On May 2, 1978, the Egans petitioned this court for a review of the Board's decision. Thereafter, the Board moved for permission to withdraw the record in order to reconsider its decision. This motion was granted October 23, 1978. On August 30, 1979, the Board issued a Supplemental Decision and Order, 244 NLRB No. 78. There three Board members found that the respondents had violated the NLRA and ordered remedial action; two members dissented. The Board then petitioned this court for enforcement of its order. We conclude that the action of the Board should be affirmed and that the order should be enforced.
Statement of the Problem
The question presented in this review is whether the grant of superseniority to Howard and Schneider impermissibly interfered with the rights of other American Can Company employees to refrain from union activities or by discrimination in a term of employment impermissibly encouraged participation in union activities.
Section 7 of the National Labor Relations Act, 29 U.S.C. § 157, requires that the employee shall have the right to refrain from any or all union activities. Section 8 of the NLRA prohibits certain types of employer conduct. It reads, in part:
(a) It shall be an unfair labor practice for an employer
(1) to interfere with, restrain, or coerce employees in the exercise of rights guaranteed in Section 157 of this title;
(3) by discrimination in regard to hire or tenure or any term or condition of employment to encourage or discourage membership in any labor organization ... 29 U.S.C. § 158(a) (1), (3).
Section 8(a) (3) goes on to make an exception allowing a union and an employer, in a collective bargaining agreement, to require employees to maintain union membership as a condition of employment. This statute states that only payment of dues and initiation fees may be required as a condition of membership in a union. Section 8(b) prohibits restraint or coercion of employees by unions in the exercise of the rights guaranteed in Section 157 of the general title. Subsection (2) provides that it is an unfair labor practice for a union to cause or attempt to cause an employer to discriminate against an employee in violation of subsection (a) (3). 29 U.S.C. § 158(b) (1) (A) and (2).
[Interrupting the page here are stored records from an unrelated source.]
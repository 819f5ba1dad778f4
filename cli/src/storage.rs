use std::{
    fs, io,
    path::{Path, PathBuf},
};

use omega_news_shared::{
    config::{Collection, StoreConfig},
    error::{StoreError, StoreResult},
    storage::KeyValueStorage,
};

/// Key/value storage backed by one file per key: `<root>/<key>.json`.
///
/// Files hold exactly the string the browser would keep under the same key,
/// so a data directory can be pasted into `localStorage` as is.
#[derive(Debug, Clone, PartialEq, Eq)]
pub struct DirectoryStorage {
    root: PathBuf,
}

impl DirectoryStorage {
    /// Storage rooted at `root`.
    pub fn new(root: impl Into<PathBuf>) -> Self {
        Self { root: root.into() }
    }

    /// The data directory.
    pub fn root(&self) -> &Path {
        &self.root
    }

    /// File holding `key`.
    pub fn path_for(&self, key: &str) -> PathBuf {
        self.root.join(format!("{key}.json"))
    }

    /// True when at least one collection file exists.
    pub fn has_collections(&self, config: &StoreConfig) -> bool {
        Collection::ALL
            .iter()
            .any(|collection| self.path_for(&config.key(*collection)).is_file())
    }
}

impl KeyValueStorage for DirectoryStorage {
    fn get_item(&self, key: &str) -> StoreResult<Option<String>> {
        match fs::read_to_string(self.path_for(key)) {
            Ok(raw) => Ok(Some(raw)),
            Err(err) if err.kind() == io::ErrorKind::NotFound => Ok(None),
            Err(err) => Err(StoreError::backend(key, err)),
        }
    }

    fn set_item(&self, key: &str, value: &str) -> StoreResult<()> {
        fs::create_dir_all(&self.root).map_err(|err| StoreError::backend(key, err))?;
        let path = self.path_for(key);
        // Write next to the target and rename so readers never see half a file.
        let tmp = path.with_extension("json.tmp");
        fs::write(&tmp, value).map_err(|err| StoreError::backend(key, err))?;
        fs::rename(&tmp, &path).map_err(|err| StoreError::backend(key, err))
    }

    fn remove_item(&self, key: &str) -> StoreResult<()> {
        match fs::remove_file(self.path_for(key)) {
            Ok(()) => Ok(()),
            Err(err) if err.kind() == io::ErrorKind::NotFound => Ok(()),
            Err(err) => Err(StoreError::backend(key, err)),
        }
    }
}
use yew::prelude::*;

#[derive(Properties, PartialEq)]
pub struct PaginationProps {
    pub current_page: usize,
    pub total_pages: usize,
    pub on_page_change: Callback<usize>,
    /// Shown as "Showing x to y of z" when set.
    #[prop_or_default]
    pub summary: Option<(usize, usize)>,
}

enum PageSlot {
    Page(usize),
    Ellipsis(&'static str),
}

#[function_component(Pagination)]
pub fn pagination(props: &PaginationProps) -> Html {
    if props.total_pages <= 1 {
        return Html::default();
    }

    let total_pages = props.total_pages;
    let current_page = props.current_page.clamp(1, total_pages);
    let slots = visible_slots(current_page, total_pages);
    let on_page_change = props.on_page_change.clone();

    let prev_disabled = current_page <= 1;
    let next_disabled = current_page >= total_pages;

    let prev_onclick = {
        let on_page_change = on_page_change.clone();
        Callback::from(move |_| {
            if current_page > 1 {
                on_page_change.emit(current_page - 1);
            }
        })
    };

    let next_onclick = {
        let on_page_change = on_page_change.clone();
        Callback::from(move |_| {
            if current_page < total_pages {
                on_page_change.emit(current_page + 1);
            }
        })
    };

    let base_btn_classes = classes!(
        "inline-flex",
        "items-center",
        "justify-center",
        "min-w-[2.5rem]",
        "h-10",
        "px-3",
        "rounded-lg",
        "border",
        "border-[var(--border)]",
        "bg-[rgba(var(--surface-rgb),0.95)]",
        "text-[var(--text)]",
        "text-sm",
        "font-semibold",
        "ring-1",
        "ring-[rgba(15,23,42,0.08)]",
        "dark:ring-[rgba(255,255,255,0.08)]",
        "shadow-sm",
        "transition-all",
        "duration-200",
        "ease-[var(--ease-spring)]",
        "hover:-translate-y-[1px]",
        "hover:shadow-[var(--shadow)]",
        "hover:border-[var(--primary)]",
        "hover:text-[var(--primary)]",
        "disabled:opacity-50",
        "disabled:cursor-not-allowed",
        "disabled:hover:translate-y-0",
        "disabled:hover:shadow-none"
    );

    let prev_classes = classes!(base_btn_classes.clone(), "min-w-[2.75rem]");

    let next_classes = classes!(base_btn_classes.clone(), "min-w-[2.75rem]");

    let summary = props.summary.map(|(per_page, total_items)| {
        let (first, last) = shown_range(current_page, per_page, total_items);
        html! {
            <p class="text-sm text-[var(--muted)]">
                { format!("Showing {first} to {last} of {total_items}") }
            </p>
        }
    });

    html! {
        <div class="flex flex-wrap items-center justify-between gap-4">
        { summary.unwrap_or_default() }
        <nav class="flex flex-wrap items-center gap-3" aria-label="Pagination">
            <button
                type="button"
                class={prev_classes}
                disabled={prev_disabled}
                onclick={prev_onclick}
                aria-label="Previous page"
            >
                {"<"}
            </button>
            <div class={classes!("flex", "flex-wrap", "items-center", "gap-2")}>
                { for slots.into_iter().map(|slot| match slot {
                    PageSlot::Page(page) => {
                        let page_classes = classes!(
                            base_btn_classes.clone(),
                            "min-w-[2.75rem]",
                            if page == current_page {
                                "bg-[var(--primary)] text-white border-transparent ring-[rgba(var(--primary-rgb),0.45)] drop-shadow-[0_10px_25px_rgba(var(--primary-rgb),0.4)] cursor-default pointer-events-none"
                            } else {
                                ""
                            }
                        );
                        let onclick = {
                            let on_page_change = on_page_change.clone();
                            Callback::from(move |_| on_page_change.emit(page))
                        };

                        html! {
                            <button
                                key={format!("page-{page}")}
                                type="button"
                                class={page_classes.clone()}
                                aria-label={format!("Go to page {page}")}
                                aria-current={if page == current_page {
                                    Some(AttrValue::from("page"))
                                } else {
                                    None
                                }}
                                disabled={page == current_page}
                                onclick={onclick}
                            >
                                { page }
                            </button>
                        }
                    }
                    PageSlot::Ellipsis(id) => {
                        let ellipsis_classes = classes!(
                            base_btn_classes.clone(),
                            "select-none",
                            "cursor-default",
                            "opacity-60",
                            "pointer-events-none"
                        );
                        html! {
                            <span
                                key={format!("ellipsis-{id}-{current_page}")}
                                class={ellipsis_classes}
                                aria-hidden="true"
                            >
                                {"..."}
                            </span>
                        }
                    }
                }) }
            </div>
            <button
                type="button"
                class={next_classes}
                disabled={next_disabled}
                onclick={next_onclick}
                aria-label="Next page"
            >
                {">"}
            </button>
        </nav>
        </div>
    }
}

/// 1-based index of the first and last row on `page`.
fn shown_range(page: usize, per_page: usize, total_items: usize) -> (usize, usize) {
    if total_items == 0 || per_page == 0 {
        return (0, 0);
    }
    let first = (page - 1) * per_page + 1;
    (first.min(total_items), (page * per_page).min(total_items))
}

fn visible_slots(current: usize, total: usize) -> Vec<PageSlot> {
    if total <= 7 {
        return (1..=total).map(PageSlot::Page).collect();
    }

    let mut slots = Vec::new();
    slots.push(PageSlot::Page(1));

    let mut start = current.saturating_sub(2).max(2);
    let mut end = (current + 2).min(total - 1);

    if current <= 3 {
        start = 2;
        end = 5;
    } else if current + 2 >= total {
        start = total.saturating_sub(4).max(2);
        end = total - 1;
    }

    if start > 2 {
        slots.push(PageSlot::Ellipsis("left"));
    }

    for page in start..=end {
        slots.push(PageSlot::Page(page));
    }

    if end < total - 1 {
        slots.push(PageSlot::Ellipsis("right"));
    }

    slots.push(PageSlot::Page(total));

    slots
}

#[cfg(test)]
mod tests {
    use super::*;

    fn render(slots: Vec<PageSlot>) -> String {
        slots
            .into_iter()
            .map(|slot| match slot {
                PageSlot::Page(page) => page.to_string(),
                PageSlot::Ellipsis(_) => "..".to_string(),
            })
            .collect::<Vec<_>>()
            .join(" ")
    }

    #[test]
    fn short_lists_show_every_page() {
        assert_eq!(render(visible_slots(2, 4)), "1 2 3 4");
    }

    #[test]
    fn long_lists_collapse_around_current() {
        assert_eq!(render(visible_slots(1, 12)), "1 2 3 4 5 .. 12");
        assert_eq!(render(visible_slots(6, 12)), "1 .. 4 5 6 7 8 .. 12");
        assert_eq!(render(visible_slots(12, 12)), "1 .. 8 9 10 11 12");
    }

    #[test]
    fn shown_range_stops_at_total() {
        assert_eq!(shown_range(1, 10, 23), (1, 10));
        assert_eq!(shown_range(3, 10, 23), (21, 23));
        assert_eq!(shown_range(1, 10, 0), (0, 0));
    }
}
The encouragement or discouragement prohibited by Section 8 is not limited to incentives or disincentives to union membership. Rather, it includes encouragement or discouragement of participation in union activities. Radio Officers' Union v. N. L. R. B., 347 U.S. 17, 74 S. Ct. 323, 98 L. Ed. 2d 455 (1954). Thus the question boils down to whether the grant of superseniority to Howard and Schneider interfered with the rights of American Can Company employees to refrain from union activities, or by discrimination impermissibly encouraged participation in union activities.
Is the Board's Order Enforceable?
The American Can Company's argument is that the court should deny enforcement of the Board's order on the ground that the order is based on conflicting rationales. The order itself recognizes that "the Board members have widely divergent views on (these issues)." It characterizes the decision and order as being based upon "aggregate majority." It cannot be denied that there is a remarkable division in viewpoints on the Board with respect to the issue before us.
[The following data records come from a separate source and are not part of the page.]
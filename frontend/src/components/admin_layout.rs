use yew::prelude::*;
use yew_router::prelude::*;

use crate::{
    components::icons::{Icon, IconName},
    data_context::{use_data, DataAction},
    router::Route,
};

#[derive(Properties, PartialEq)]
pub struct AdminLayoutProps {
    pub children: Html,
}

const NAV_ITEMS: [(&str, IconName, Route); 8] = [
    ("Dashboard", IconName::Layout, Route::AdminDashboard),
    ("Posts", IconName::FileText, Route::AdminPosts),
    ("Pages", IconName::FileText, Route::AdminPages),
    ("Authors", IconName::Users, Route::AdminAuthors),
    ("Categories", IconName::Folder, Route::AdminCategories),
    ("Media Library", IconName::Image, Route::AdminMedia),
    ("Comments", IconName::MessageSquare, Route::AdminComments),
    ("Settings", IconName::Settings, Route::AdminSettings),
];

/// Which nav entry owns a route, so editors highlight their list.
fn section_of(route: &Route) -> Route {
    match route {
        Route::AdminPostNew | Route::AdminPostEdit { .. } => Route::AdminPosts,
        Route::AdminPageNew | Route::AdminPageEdit { .. } | Route::AdminPagePreview { .. } => {
            Route::AdminPages
        },
        Route::AdminAuthorNew | Route::AdminAuthorEdit { .. } => Route::AdminAuthors,
        other => other.clone(),
    }
}

#[function_component(AdminLayout)]
pub fn admin_layout(props: &AdminLayoutProps) -> Html {
    let ctx = use_data();
    let navigator = use_navigator();
    let active = use_route::<Route>().map(|route| section_of(&route));

    let on_logout = {
        let ctx = ctx.clone();
        let navigator = navigator.clone();
        Callback::from(move |_: MouseEvent| {
            if let Some(ctx) = ctx.as_ref() {
                ctx.dispatch(DataAction::Logout);
            }
            if let Some(navigator) = navigator.as_ref() {
                navigator.push(&Route::AdminLogin);
            }
        })
    };

    let site_title = ctx
        .as_ref()
        .map(|ctx| ctx.store().settings().logo_text.clone())
        .unwrap_or_default();

    html! {
        <div class="flex min-h-screen bg-[var(--bg)] text-[var(--text)]">
            <aside class="hidden md:flex w-64 shrink-0 flex-col bg-slate-900 text-slate-200">
                <div class="px-6 py-5 border-b border-slate-800">
                    <p class="text-xl font-black tracking-tight">{ site_title }</p>
                    <p class="text-xs uppercase tracking-widest text-slate-400">{ "Admin Console" }</p>
                </div>
                <nav class="flex-1 px-3 py-4 space-y-1">
                    { for NAV_ITEMS.iter().map(|(label, icon, route)| {
                        let is_active = active.as_ref() == Some(route);
                        let classes = classes!(
                            "flex",
                            "items-center",
                            "gap-3",
                            "rounded-lg",
                            "px-3",
                            "py-2",
                            "text-sm",
                            "font-medium",
                            "transition-colors",
                            if is_active {
                                "bg-[var(--primary)] text-white"
                            } else {
                                "hover:bg-slate-800 hover:text-white"
                            }
                        );
                        html! {
                            <Link<Route> to={route.clone()} classes={classes}>
                                <Icon name={*icon} size={18} />
                                { *label }
                            </Link<Route>>
                        }
                    }) }
                </nav>
                <div class="px-3 py-4 border-t border-slate-800 space-y-1">
                    <Link<Route>
                        to={Route::Home}
                        classes={classes!("flex", "items-center", "gap-3", "rounded-lg", "px-3", "py-2", "text-sm", "hover:bg-slate-800")}
                    >
                        <Icon name={IconName::ExternalLink} size={18} />
                        { "Back to Site" }
                    </Link<Route>>
                    <button
                        type="button"
                        class="flex w-full items-center gap-3 rounded-lg px-3 py-2 text-sm text-red-300 hover:bg-slate-800"
                        onclick={on_logout}
                    >
                        <Icon name={IconName::LogOut} size={18} />
                        { "Logout" }
                    </button>
                </div>
            </aside>
            <main class="flex-1 min-w-0 p-6 md:p-10">
                { props.children.clone() }
            </main>
        </div>
    }
}
pub mod admin;
pub mod article;
pub mod author;
pub mod categories;
pub mod category;
pub mod dynamic_page;
pub mod home;
pub mod info;
pub mod latest;
pub mod not_found;
pub mod search;
pub mod trending;

use yew::prelude::*;
use yew_router::prelude::Link;

use crate::{components::sidebar::Sidebar, router::Route};

/// `Home / <label>` trail above listing pages.
fn breadcrumb(label: &str) -> Html {
    html! {
        <div class="mb-6 text-xs font-bold uppercase tracking-wide text-[var(--muted)]">
            <Link<Route> to={Route::Home} classes={classes!("hover:text-[var(--primary)]")}>{ "Home" }</Link<Route>>
            <span class="mx-2 opacity-50">{ "/" }</span>
            <span class="text-[var(--text)]">{ label.to_string() }</span>
        </div>
    }
}

/// Page heading with an intro paragraph.
fn page_intro(title: &str, intro: &str) -> Html {
    html! {
        <div class="mb-10 border-b border-[var(--border)] pb-8">
            <h1 class="mb-4 font-serif text-4xl font-black md:text-5xl">{ title.to_string() }</h1>
            <p class="max-w-2xl text-lg text-[var(--muted)]">{ intro.to_string() }</p>
        </div>
    }
}

/// Main column plus the shared sidebar.
fn with_sidebar(main: Html) -> Html {
    html! {
        <div class="grid grid-cols-1 gap-8 lg:grid-cols-12">
            <div class="lg:col-span-8">{ main }</div>
            <div class="lg:col-span-4"><Sidebar /></div>
        </div>
    }
}

fn empty_state(message: &str) -> Html {
    html! {
        <div class="border border-dashed border-[var(--border)] py-16 text-center text-[var(--muted)]">
            { message.to_string() }
        </div>
    }
}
Chairman Fanning and Member Truesdale, in the original (three member) decision, expressed their view that superseniority clauses are presumptively lawful when applied to union officers regarding layoff and recall. Their suggestion is that the General Counsel may be able to overcome this presumption of validity if it can be shown that the union officers involved contribute nothing to the ability of the union to represent unit members effectively and efficiently. Their rationale is that the descriptions of the duties of guards and trustees in the Union constitution were insufficient evidence to overcome the presumption.
In the second opinion, Chairman Fanning and Member Truesdale clarified their position. 244 NLRB No. 78. They do not believe that the hope of attaining a position in the Union which carries with it the "remote and contingent" benefits of superseniority would encourage employees to be active or good union members. Superseniority benefits, they say, only encourage employees to agree to serve as officers or stewards; such encouragement they regard as lawful because all employees benefit from services rendered by officers and stewards. See also, Chairman Fanning's dissent in a similar case, Dairylea Cooperative, Inc., 219 NLRB 656 (1975), enforced sub nom. N.L.R.B. v. Milk Drivers & Dairy Employees Local 338, 531 F.2d 1162 (2d Cir. 1976).
Members Jenkins and Penello filed a separate concurrence in support of the Board's second order. In their view, any provision of superseniority to union officers is presumptively invalid. They argue that superseniority is to be accorded to union officials whose activities facilitate employee rights and whose presence on the job is required for proper performance of those functions. Thus, superseniority is justifiable only to ensure continued presence of stewards on the job, because they handle grievances as they arise and generally administer collective bargaining agreements. In the view of Jenkins and Penello, union officers can generally perform their functions relating to administration and representation of employee interests without being present on the job. Thus, they would allow superseniority for union officers only if the union can show that their presence is necessary in the grievance settlement process. They do not consider their presence to be ordinarily necessary.
Member Murphy cast the third vote in support of the Board's final order in the case. In her view, superseniority may be lawfully extended to union officers whose functions relate in general to furthering the bargaining relationship. Her argument is that such clauses are presumptively lawful, and that, therefore, the General Counsel bears the initial burden of demonstrating that a superseniority clause is invalid as applied to particular union officials. Member Murphy has also concurred in Union Carbide Corp., Chemical and Plastics Operations Division, 228 NLRB 1152 (1977), United Electrical Radio & Machine Workers of America, Local 623 (Limpco Manufacturing, Inc.) 230 NLRB 406, 408 fn. 12 (1977), aff'd sub nom. D'Amico v. N. L. R. B., 582 F.2d 820 (3d Cir. 1978). In this particular case, Member Murphy found that the descriptions of the duties of the trustees and guards in the Union constitution indicated that those officers have no duties which relate to furtherance of the bargaining relationship. Consequently, the burden shifted to the Union to demonstrate that such officers do, in fact, perform functions sufficient to justify superseniority privileges. In the absence of any such evidence in the case before her, she concluded that the respondents had violated the Act.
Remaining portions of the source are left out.